Pero vuelvo al Conde: un personaje para disfrutarlo, auténtico antihéroe, con una sensibilidad extraordinariamente sórdida y querendona. Su encuentro con el mundo de los emos está tan bien planteado por el autor que llama a la reflexión: esos pibes que prefieren autoexiliarse, sodomizarse, lastimarse, vestirse de negro son los únicos y verdaderos revolucionarios de una revolución encorsetada o de aquel sueño irresoluto de Fidel y el Che que terminó con gente encerrada, fusilada, gente embalsada, o gente que vende su cuerpo o sus mejores libros para conseguir dólares que les permitan matar el hambre.

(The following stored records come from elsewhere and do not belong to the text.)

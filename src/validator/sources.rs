//! Upstream source plumbing for the fetcher: per-source caches, cooldown
//! bookkeeping, and rate-limit handling.

use std::collections::HashMap;
use std::time::Instant;

use serde::Deserialize;
use serde_json::Value;

use crate::config::{SECONDARY_REGISTRY_CACHE_TTL, VALIDATOR_LIST_CACHE_TTL};

/// One entry of the secondary domain registry.
#[derive(Debug, Clone, Deserialize)]
pub(crate) struct RegistryEntry {
    #[serde(default)]
    pub master_key: String,
    #[serde(default)]
    pub chain: String,
    #[serde(default)]
    pub domain: String,
    #[serde(default)]
    pub domain_legacy: String,
}

impl RegistryEntry {
    /// Preferred domain, falling back to the legacy field.
    pub fn effective_domain(&self) -> &str {
        let domain = self.domain.trim();
        if !domain.is_empty() {
            domain
        } else {
            self.domain_legacy.trim()
        }
    }
}

#[derive(Debug)]
pub(crate) struct ListCacheEntry {
    pub payload: Value,
    pub expires_at: Instant,
}

#[derive(Debug)]
pub(crate) struct RegistryCacheEntry {
    pub entries: Vec<RegistryEntry>,
    pub expires_at: Instant,
}

/// Mutable per-source state; the fetcher guards this with one mutex held
/// only around map reads and writes.
#[derive(Debug, Default)]
pub(crate) struct SourceState {
    pub list_cache: HashMap<String, ListCacheEntry>,
    pub secondary_cache: Option<RegistryCacheEntry>,
    pub cooldown_until: HashMap<String, Instant>,
    pub metadata: HashMap<String, super::metadata::MetadataEntry>,
}

impl SourceState {
    pub fn cooldown(&self, key: &str) -> Option<Instant> {
        self.cooldown_until.get(key).copied()
    }

    pub fn set_cooldown(&mut self, key: &str, until: Instant) {
        self.cooldown_until.insert(key.to_string(), until);
    }

    pub fn list_payload(&self, source: &str, allow_stale: bool) -> Option<Value> {
        let entry = self.list_cache.get(source)?;
        if !allow_stale && Instant::now() > entry.expires_at {
            return None;
        }
        Some(entry.payload.clone())
    }

    pub fn store_list_payload(&mut self, source: &str, payload: Value) {
        self.list_cache.insert(
            source.to_string(),
            ListCacheEntry {
                payload,
                expires_at: Instant::now() + VALIDATOR_LIST_CACHE_TTL,
            },
        );
    }

    pub fn registry_entries(&self, allow_stale: bool) -> Option<Vec<RegistryEntry>> {
        let entry = self.secondary_cache.as_ref()?;
        if !allow_stale && Instant::now() > entry.expires_at {
            return None;
        }
        Some(entry.entries.clone())
    }

    pub fn store_registry_entries(&mut self, entries: Vec<RegistryEntry>) {
        self.secondary_cache = Some(RegistryCacheEntry {
            entries,
            expires_at: Instant::now() + SECONDARY_REGISTRY_CACHE_TTL,
        });
    }
}

/// Computes the cooldown deadline from a rate-limiting response.
///
/// `Retry-After` may be a second count or an HTTP date; anything else
/// falls back to the supplied duration.
pub(crate) fn cooldown_from_retry_after(
    retry_after: Option<&str>,
    fallback: std::time::Duration,
) -> Instant {
    let now = Instant::now();
    let Some(raw) = retry_after.map(str::trim).filter(|s| !s.is_empty()) else {
        return now + fallback;
    };
    if let Ok(secs) = raw.parse::<u64>() {
        if secs > 0 {
            return now + std::time::Duration::from_secs(secs);
        }
        return now + fallback;
    }
    if let Ok(when) = chrono::DateTime::parse_from_rfc2822(raw) {
        let delta = when.with_timezone(&chrono::Utc) - chrono::Utc::now();
        if let Ok(delta) = delta.to_std() {
            return now + delta;
        }
    }
    now + fallback
}

#[cfg(test)]
mod tests {
    use std::time::Duration;

    use super::*;

    #[test]
    fn registry_entry_prefers_domain_over_legacy() {
        let entry = RegistryEntry {
            master_key: "nH".into(),
            chain: String::new(),
            domain: "new.example".into(),
            domain_legacy: "old.example".into(),
        };
        assert_eq!(entry.effective_domain(), "new.example");

        let legacy_only = RegistryEntry {
            master_key: "nH".into(),
            chain: String::new(),
            domain: "  ".into(),
            domain_legacy: "old.example".into(),
        };
        assert_eq!(legacy_only.effective_domain(), "old.example");
    }

    #[test]
    fn cooldown_parses_seconds() {
        let fallback = Duration::from_secs(600);
        let until = cooldown_from_retry_after(Some("30"), fallback);
        let delta = until - Instant::now();
        assert!(delta > Duration::from_secs(25) && delta <= Duration::from_secs(30));
    }

    #[test]
    fn cooldown_falls_back_on_garbage() {
        let fallback = Duration::from_secs(600);
        let until = cooldown_from_retry_after(Some("soon-ish"), fallback);
        let delta = until - Instant::now();
        assert!(delta > Duration::from_secs(595));
    }

    #[test]
    fn cooldown_parses_http_date() {
        let future = chrono::Utc::now() + chrono::Duration::seconds(120);
        let header = future.to_rfc2822();
        let until = cooldown_from_retry_after(Some(&header), Duration::from_secs(600));
        let delta = until - Instant::now();
        assert!(
            delta > Duration::from_secs(100) && delta <= Duration::from_secs(121),
            "unexpected cooldown delta {delta:?}"
        );
    }

    #[test]
    fn cooldown_absent_header_uses_fallback() {
        let until = cooldown_from_retry_after(None, Duration::from_secs(600));
        let delta = until - Instant::now();
        assert!(delta > Duration::from_secs(595));
    }

    #[test]
    fn list_cache_respects_staleness_flag() {
        let mut state = SourceState::default();
        state.list_cache.insert(
            "https://vl.example".to_string(),
            ListCacheEntry {
                payload: serde_json::json!({"validators": []}),
                expires_at: Instant::now() - Duration::from_secs(1),
            },
        );
        assert!(state.list_payload("https://vl.example", false).is_none());
        assert!(state.list_payload("https://vl.example", true).is_some());
    }
}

Conde se toma un ron sentado en un sillón encadenado para que nadie se lo robe por la noche, a la luz de una lamparita que cada noche debe retirar y guardar… ¿Esta es la revolución?, se pregunta el Conde. Como tantos otros latinoamericanos, el Conde pertenece a una generación que creyó que todos los males de la isla se terminarían con Batista y que la revolución y la construcción del Hombre Nuevo sólo les traerían felicidades. Ahora, en el comienzo de su vejez, el Conde puede notar que en los últimos estertores del sueño revolucionario solo queda una moraleja: la burocratización de la conciencia es la muerte de la ideología.
De ahí que en la novela aparezcan tantos ejemplos de idealistas revolucionarios que van avanzando en la burocracia gracias a los negociados que, debido a su lugar en la pirámide que preside “el gran líder”, pueden llevar a cabo en el mercado negro de la Habana. Y serán esos propios corruptos quienes llevarán a Conde hacia la pista del cuadro de Rembrandt.

Por donde se lo vea, el libro es bueno, buenísimo, excelente. Y me hizo acordar mucho a Balestra: que no se entienda mal, el Conde es mejor que Balestra. Pero el uruguayo es un aprendiz, y comparte con el Conde cierta visión del amor a las mujeres: como Débora, Tamara, la amante de Conde, es un satélite que no pide nada pero que da todo. Esa relación sirve de bálsamo para lo que el detective, los detectives, deben enfrentar por el mundo.

Algo que no me gustó (lo único) es que el Conde se mueve entre libros, vende y compra, los conoce, los lee, los disfruta. Incluso tuvo el sueño de ser escritor. Si bien no me gustan esos guiños literarios en la literatura (por su hedonismo gratuito), comparto la opinión que el Conde emite sobre “el hijoeputa de Salinger, que escribía tan bien pero que no volvió a escribir un libro”. Ese bartebysmo siempre se agradece.

Y para terminar, me queda la alegría que me produce leer por primera vez a un autor que es tan pero tan bueno y que, encima, tiene muchos más libros que todavía no leí. Soy un lector feliz. No es poco.